In 1875, Johnston, together with Welton and MacPherson (among others), founded the Club de Regatas de Sevilla. The oldest account of a sporting activity made by him can be found in 1878 aboard the Macareno boat in a regattas held on the Guadalquivir, next to Tablada, in honor of the Spanish royal family, who were visiting Seville. The race was won by Macareno, which was rowed by Bucknall, Niño, García, Johnston, and directed by Welton. A keen sportsman he was involved in golf, tennis, and was also president of the Pigeon-shooting Society.

On 23 January 1879, Johnston was appointed British vice-council in Seville until his retirement on 5 October 1906. From the beginning, he became a prominent figure in the social and economic life of Seville. However, it was his role as founding president of Sevilla FC that had the most permanent impact on the city.

==Sevilla FC==
On 25 January 1890, Johnston, together with some of his co-workers and fellow Seville residents of British origin, attended an old café to mark the traditional Scottish celebration of Burns Night, but instead, they ended up founding Sevilla FC, thus being one of the oldest football clubs in Continental Europe and the oldest in Spain founded exclusively for the practice of football, since Recreativo de Huelva, founded a month earlier, on 23 December 1889, did so as a recreational club. Due to Johnston's status in the city, he was elected the club's first-ever president, while another Scot, a native of Glasgow, Hugh MacColl, became the first captain. Among the agreements made by the club's founders on that historic evening, it was agreed that Sevilla FC should play under the rules of the English FA. The MacAndrew shipping company, of which he was co-owner and director in Seville, was in charge of supplying sports equipment to the club, such as balls, socks, boots and shirts, which were smuggled; as well as supplying a large number of players, such as William MacAndrews.

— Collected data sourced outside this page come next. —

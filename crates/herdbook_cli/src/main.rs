//! `herdbook` operator CLI.
//!
//! Cron runs `herdbook reconcile --user <id>` once a day per user; the other
//! subcommands record herd events and inspect derived state.

use anyhow::{anyhow, Context, Result};
use clap::{Args, Parser, Subcommand, ValueEnum};
use herdbook_core::db::Connection;
use herdbook_core::{
    compute_due_dates, core_version, default_log_level, init_logging, open_db, parse_date,
    Animal, BreedingMethod, BreedingRecord, Calving, EngineConfig, NotificationPageQuery,
    NotificationStore, PdResult, ReconcileService, RecordService, Sex,
    SqliteNotificationRepository, SqliteRecordRepository, UserId, CONFIG_PATH_ENV,
};
use chrono::NaiveDate;
use log::info;
use std::path::{Path, PathBuf};
use uuid::Uuid;

#[derive(Parser)]
#[command(name = "herdbook")]
#[command(about = "Dairy herd reproductive-cycle engine", long_about = None)]
struct Cli {
    /// SQLite database file
    #[arg(long, global = true, default_value = "herdbook.db")]
    db: PathBuf,

    /// Engine constants JSON; falls back to $HERDBOOK_CONFIG
    #[arg(long, global = true)]
    config: Option<PathBuf>,

    /// Directory for rolling log files; logging is off when absent
    #[arg(long, global = true)]
    log_dir: Option<PathBuf>,

    #[arg(long, global = true)]
    log_level: Option<String>,

    #[command(subcommand)]
    cmd: Commands,
}

#[derive(Subcommand)]
enum Commands {
    /// Sync reminders with one user's breeding history
    Reconcile {
        #[arg(long)]
        user: UserId,
        /// Evaluation date, YYYY-MM-DD (default: today)
        #[arg(long)]
        today: Option<String>,
    },

    /// Print the reproductive status of every animal as JSON lines
    Status {
        #[arg(long)]
        user: UserId,
        #[arg(long)]
        today: Option<String>,
    },

    /// Compute PD-check and calving dates for a breeding date
    DueDates {
        #[arg(long)]
        breeding_date: String,
    },

    Notifications {
        #[command(subcommand)]
        cmd: NotificationsCmd,
    },

    Animal {
        #[command(subcommand)]
        cmd: AnimalCmd,
    },

    Breeding {
        #[command(subcommand)]
        cmd: BreedingCmd,
    },

    Calving {
        #[command(subcommand)]
        cmd: CalvingCmd,
    },

    Version,
}

#[derive(Subcommand)]
enum NotificationsCmd {
    /// Print one page of the feed, newest due date first
    List {
        #[arg(long)]
        user: UserId,
        #[arg(long, default_value_t = false)]
        unread: bool,
        #[arg(long)]
        limit: Option<u32>,
        #[arg(long, default_value_t = 0)]
        offset: u32,
    },

    MarkRead {
        #[arg(long)]
        user: UserId,
        #[arg(long)]
        id: Uuid,
    },

    MarkAllRead {
        #[arg(long)]
        user: UserId,
    },
}

#[derive(Subcommand)]
enum AnimalCmd {
    Add {
        #[arg(long)]
        user: UserId,
        #[arg(long)]
        tag: String,
        #[arg(long, value_enum)]
        sex: SexArg,
        #[arg(long)]
        birth_date: Option<String>,
    },
}

#[derive(Subcommand)]
enum BreedingCmd {
    Add {
        #[arg(long)]
        user: UserId,
        /// Dam id
        #[arg(long)]
        animal: i64,
        #[arg(long)]
        date: String,
        #[arg(long, value_enum, default_value_t = MethodArg::Ai)]
        method: MethodArg,
        #[arg(long)]
        sire: Option<i64>,
    },

    /// Record a pregnancy diagnosis
    Pd {
        #[arg(long)]
        user: UserId,
        #[arg(long)]
        breeding: i64,
        #[arg(long, value_enum)]
        result: PdArg,
        #[arg(long)]
        date: Option<String>,
    },
}

#[derive(Subcommand)]
enum CalvingCmd {
    Add(CalvingAddArgs),
}

#[derive(Args)]
struct CalvingAddArgs {
    #[arg(long)]
    user: UserId,
    /// Dam id
    #[arg(long)]
    animal: i64,
    #[arg(long)]
    date: String,
    /// Breeding record this calving closes
    #[arg(long)]
    breeding: Option<i64>,
    #[arg(long)]
    calf_tag: Option<String>,
    #[arg(long, value_enum)]
    calf_sex: Option<SexArg>,
    #[arg(long)]
    calf_weight_kg: Option<f64>,
}

#[derive(Clone, Copy, ValueEnum)]
enum SexArg {
    Female,
    Male,
}

impl From<SexArg> for Sex {
    fn from(value: SexArg) -> Self {
        match value {
            SexArg::Female => Sex::Female,
            SexArg::Male => Sex::Male,
        }
    }
}

#[derive(Clone, Copy, ValueEnum)]
enum MethodArg {
    Natural,
    Ai,
}

impl From<MethodArg> for BreedingMethod {
    fn from(value: MethodArg) -> Self {
        match value {
            MethodArg::Natural => BreedingMethod::Natural,
            MethodArg::Ai => BreedingMethod::ArtificialInsemination,
        }
    }
}

#[derive(Clone, Copy, ValueEnum)]
enum PdArg {
    Pregnant,
    NotPregnant,
}

impl From<PdArg> for PdResult {
    fn from(value: PdArg) -> Self {
        match value {
            PdArg::Pregnant => PdResult::Pregnant,
            PdArg::NotPregnant => PdResult::NotPregnant,
        }
    }
}

fn main() {
    if let Err(err) = run(Cli::parse()) {
        eprintln!("error: {err:#}");
        std::process::exit(1);
    }
}

fn run(cli: Cli) -> Result<()> {
    if let Some(dir) = &cli.log_dir {
        let level = cli.log_level.as_deref().unwrap_or(default_log_level());
        let dir = absolute(dir)?;
        init_logging(level, &dir).map_err(|err| anyhow!("{err}"))?;
    }

    match cli.cmd {
        Commands::Version => {
            println!("herdbook {}", core_version());
            Ok(())
        }
        Commands::DueDates { breeding_date } => {
            let config = load_config(cli.config.as_deref())?;
            let record = BreedingRecord::new(0, 0, breeding_date, BreedingMethod::Natural);
            let due = compute_due_dates(&record, &config)?
                .ok_or_else(|| anyhow!("no due dates for this record"))?;
            println!("{}", serde_json::to_string(&due)?);
            Ok(())
        }
        Commands::Reconcile { user, today } => {
            let config = load_config(cli.config.as_deref())?;
            let today = resolve_today(today.as_deref())?;
            let conn = open(&cli.db)?;
            let service = ReconcileService::new(
                SqliteRecordRepository::try_new(&conn)?,
                SqliteNotificationRepository::try_new(&conn)?,
                config,
            );
            let report = service.run_for_user(user, today)?;
            for warning in &report.warnings {
                eprintln!("warning: {} ({})", warning, warning.code());
            }
            println!(
                "inserted={} updated={} unchanged={} flagged={} warnings={}",
                report.inserted,
                report.updated,
                report.unchanged,
                report.flagged,
                report.warnings.len()
            );
            Ok(())
        }
        Commands::Status { user, today } => {
            let config = load_config(cli.config.as_deref())?;
            let today = resolve_today(today.as_deref())?;
            let conn = open(&cli.db)?;
            let service = ReconcileService::new(
                SqliteRecordRepository::try_new(&conn)?,
                SqliteNotificationRepository::try_new(&conn)?,
                config,
            );
            for row in service.herd_statuses(user, today)? {
                println!("{}", serde_json::to_string(&row)?);
            }
            Ok(())
        }
        Commands::Notifications { cmd } => {
            let conn = open(&cli.db)?;
            run_notifications(&conn, cmd)
        }
        Commands::Animal { cmd } => {
            let conn = open(&cli.db)?;
            let service = RecordService::new(SqliteRecordRepository::try_new(&conn)?);
            match cmd {
                AnimalCmd::Add {
                    user,
                    tag,
                    sex,
                    birth_date,
                } => {
                    let mut animal = Animal::new(user, tag, sex.into());
                    animal.birth_date = birth_date;
                    println!("{}", service.register_animal(&animal)?);
                }
            }
            Ok(())
        }
        Commands::Breeding { cmd } => {
            let conn = open(&cli.db)?;
            let service = RecordService::new(SqliteRecordRepository::try_new(&conn)?);
            match cmd {
                BreedingCmd::Add {
                    user,
                    animal,
                    date,
                    method,
                    sire,
                } => {
                    let mut record = BreedingRecord::new(user, animal, date, method.into());
                    record.sire_id = sire;
                    println!("{}", service.record_breeding(&record)?);
                }
                BreedingCmd::Pd {
                    user,
                    breeding,
                    result,
                    date,
                } => {
                    service.record_pd_result(user, breeding, result.into(), date.as_deref())?;
                }
            }
            Ok(())
        }
        Commands::Calving { cmd } => {
            let conn = open(&cli.db)?;
            let service = RecordService::new(SqliteRecordRepository::try_new(&conn)?);
            let CalvingCmd::Add(args) = cmd;
            let mut calving = Calving::new(args.user, args.animal, args.date);
            calving.breeding_id = args.breeding;
            calving.calf_ear_tag = args.calf_tag;
            calving.calf_sex = args.calf_sex.map(Sex::from);
            calving.calf_weight_kg = args.calf_weight_kg;
            let registration = service.register_calving(&calving)?;
            match registration.calf_id {
                Some(calf_id) => println!("{} calf={}", registration.calving_id, calf_id),
                None => println!("{}", registration.calving_id),
            }
            Ok(())
        }
    }
}

fn run_notifications(conn: &Connection, cmd: NotificationsCmd) -> Result<()> {
    let store = SqliteNotificationRepository::try_new(conn)?;
    match cmd {
        NotificationsCmd::List {
            user,
            unread,
            limit,
            offset,
        } => {
            let page = store.list_page(&NotificationPageQuery {
                user_id: user,
                unread_only: unread,
                limit,
                offset,
            })?;
            for notification in page {
                println!("{}", serde_json::to_string(&notification)?);
            }
        }
        NotificationsCmd::MarkRead { user, id } => {
            if !store.mark_read(user, id)? {
                info!("event=notification_mark_read module=cli status=skipped reason=already_read");
            }
        }
        NotificationsCmd::MarkAllRead { user } => {
            println!("{}", store.mark_all_read(user)?);
        }
    }
    Ok(())
}

/// `--config`, then `$HERDBOOK_CONFIG`. There is no built-in default.
fn load_config(flag: Option<&Path>) -> Result<EngineConfig> {
    let path = match flag {
        Some(path) => path.to_path_buf(),
        None => std::env::var_os(CONFIG_PATH_ENV)
            .map(PathBuf::from)
            .ok_or_else(|| anyhow!("no engine config: pass --config or set {CONFIG_PATH_ENV}"))?,
    };
    let config = EngineConfig::load(&path)?;
    info!(
        "event=config_load module=cli status=ok pd_check_offset_days={} gestation_days={}",
        config.pd_check_offset_days, config.gestation_days
    );
    Ok(config)
}

fn resolve_today(flag: Option<&str>) -> Result<NaiveDate> {
    match flag {
        Some(raw) => parse_date(raw).with_context(|| "invalid --today"),
        None => Ok(chrono::Local::now().date_naive()),
    }
}

fn open(path: &Path) -> Result<Connection> {
    open_db(path).with_context(|| format!("failed to open database `{}`", path.display()))
}

fn absolute(path: &Path) -> Result<PathBuf> {
    if path.is_absolute() {
        return Ok(path.to_path_buf());
    }
    let cwd = std::env::current_dir().context("cannot resolve current directory")?;
    Ok(cwd.join(path))
}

A few weeks after founding the club, on 25 February 1890, Isaías White Méndez, the then secretary of Sevilla FC, wrote a letter to the Huelva recreational club to invite them to play a football match in Seville, which took place on 8 March 1890 at the Hipódromo de Tablada, a horse racing track, with Seville winning 2–0. Johnston, then aged 36, was already beyond his playing days, so he instead made a different contribution to Spanish football as the refereed of the match, thus going down in history as the referee of the first football match played in Spain under the rules of the FA.

Johnston's activity as a referee would be common, since a few months later, on 27 December 1890, he again was "the deciding judge". In an interview with a Huelva newspaper in 1933, Daniel Young, a worker at Rio Tinto Co., stated that "Mr. Johnson" was almost always the referee of their matches. Years later, in January 1908, Johnston, who was still in Seville, refereed another match between Sevilla FC and Receativo de Huelva in La Tablada, which ended in a 4–0 win to the locals. In the following year, in January 1909, the city of Seville mobilized to help the victims of the bloody 1908 Messina earthquake, and organized a tribute match to the victims of the tragedy, and like years ago, Johnston was the referee.

==Personal life==
Johnston seems to have left Spain by 1911, since he was living in Woking with his family in that year. In 1879 Johnston married Mary Crombie at Balgownie Lodge, Aberdeen. The couple had three children, all born in Seville. The first son, Gilbert, died in infancy. His second child, Edward John, was killed in the trenches in France during World War I. Johnston's third son, James, joined his father in the family business.

==Death==
Johnston eventually returned to Britain, where he died in The Boltons in Chelsea, London, on 14 June 1924 at the age of 69. He was cremated at Golder's Green Crematorium. His ashes, placed in an urn enclosed in an oak coffin, were taken on the night train from King's Cross to Elgin, via Aberdeen. At first, it was not known where his gravestone had been placed, but his grave was finally found in Elgin by the Sevilla club historian Javier Terenti.

In his last wills, Johnston "left £50 to Mrs. Mackenzie, who was in charge of 'The Camp' (his father's residence on the coast), and another £50 to Jessie Cooper, for many years his cook, as well as a year's wages to each of the servants in his house, stable, garden and garage".